PROVIDED RECORDS:

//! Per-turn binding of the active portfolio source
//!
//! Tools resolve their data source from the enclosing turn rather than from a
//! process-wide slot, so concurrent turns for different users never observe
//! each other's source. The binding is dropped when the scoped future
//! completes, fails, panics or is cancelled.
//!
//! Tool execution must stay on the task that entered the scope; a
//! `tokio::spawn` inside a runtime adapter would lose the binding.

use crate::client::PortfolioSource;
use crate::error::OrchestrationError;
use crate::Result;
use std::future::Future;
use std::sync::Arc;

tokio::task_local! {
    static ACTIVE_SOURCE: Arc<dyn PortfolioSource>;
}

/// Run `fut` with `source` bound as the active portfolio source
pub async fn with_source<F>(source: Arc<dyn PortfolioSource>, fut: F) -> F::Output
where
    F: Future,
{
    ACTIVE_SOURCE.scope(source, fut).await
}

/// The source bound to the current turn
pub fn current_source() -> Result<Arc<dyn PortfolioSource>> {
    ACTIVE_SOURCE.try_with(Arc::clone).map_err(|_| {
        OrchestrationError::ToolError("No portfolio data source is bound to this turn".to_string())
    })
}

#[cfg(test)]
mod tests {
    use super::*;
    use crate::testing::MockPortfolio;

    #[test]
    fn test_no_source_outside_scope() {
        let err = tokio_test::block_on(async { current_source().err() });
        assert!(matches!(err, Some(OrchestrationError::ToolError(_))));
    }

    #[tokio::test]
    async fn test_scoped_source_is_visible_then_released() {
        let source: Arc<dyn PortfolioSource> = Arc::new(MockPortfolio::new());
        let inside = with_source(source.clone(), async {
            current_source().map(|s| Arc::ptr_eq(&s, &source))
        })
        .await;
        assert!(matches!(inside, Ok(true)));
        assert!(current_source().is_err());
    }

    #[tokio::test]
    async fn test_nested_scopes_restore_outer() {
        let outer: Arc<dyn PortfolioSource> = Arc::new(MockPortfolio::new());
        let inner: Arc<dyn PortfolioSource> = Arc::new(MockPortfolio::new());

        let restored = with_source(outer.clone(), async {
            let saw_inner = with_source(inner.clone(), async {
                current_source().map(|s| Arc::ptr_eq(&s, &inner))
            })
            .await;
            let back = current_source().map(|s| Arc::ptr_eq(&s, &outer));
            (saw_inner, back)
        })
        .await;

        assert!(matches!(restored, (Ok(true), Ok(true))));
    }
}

WORK TO BE COMPLETED: Without leaving anything out, output all of the material exactly.

SOLUTION TO THIS TASK:
//! Per-turn binding of the active portfolio source
//!
//! Tools resolve their data source from the enclosing turn rather than from a
//! process-wide slot, so concurrent turns for different users never observe
//! each other's source. The binding is dropped when the scoped future
//! completes, fails, panics or is cancelled.
//!
//! Tool execution must stay on the task that entered the scope; a
//! `tokio::spawn` inside a runtime adapter would lose the binding.

use crate::client::PortfolioSource;
use crate::error::OrchestrationError;
use crate::Result;
use std::future::Future;
use std::sync::Arc;

tokio::task_local! {
    static ACTIVE_SOURCE: Arc<dyn PortfolioSource>;
}

/// Run `fut` with `source` bound as the active portfolio source
pub async fn with_source<F>(source: Arc<dyn PortfolioSource>, fut: F) -> F::Output
where
    F: Future,
{
    ACTIVE_SOURCE.scope(source, fut).await
}

/// The source bound to the current turn
pub fn current_source() -> Result<Arc<dyn PortfolioSource>> {
    ACTIVE_SOURCE.try_with(Arc::clone).map_err(|_| {
        OrchestrationError::ToolError("No portfolio data source is bound to this turn".to_string())
    })
}

#[cfg(test)]
mod tests {
    use super::*;
    use crate::testing::MockPortfolio;

    #[test]
    fn test_no_source_outside_scope() {
        let err = tokio_test::block_on(async { current_source().err() });
        assert!(matches!(err, Some(OrchestrationError::ToolError(_))));
    }

    #[tokio::test]
    async fn test_scoped_source_is_visible_then_released() {
        let source: Arc<dyn PortfolioSource> = Arc::new(MockPortfolio::new());
        let inside = with_source(source.clone(), async {
            current_source().map(|s| Arc::ptr_eq(&s, &source))
        })
        .await;
        assert!(matches!(inside, Ok(true)));
        assert!(current_source().is_err());
    }

    #[tokio::test]
    async fn test_nested_scopes_restore_outer() {
        let outer: Arc<dyn PortfolioSource> = Arc::new(MockPortfolio::new());
        let inner: Arc<dyn PortfolioSource> = Arc::new(MockPortfolio::new());

        let restored = with_source(outer.clone(), async {
            let saw_inner = with_source(inner.clone(), async {
                current_source().map(|s| Arc::ptr_eq(&s, &inner))
            })
            .await;
            let back = current_source().map(|s| Arc::ptr_eq(&s, &outer));
            (saw_inner, back)
        })
        .await;

        assert!(matches!(restored, (Ok(true), Ok(true))));
    }
}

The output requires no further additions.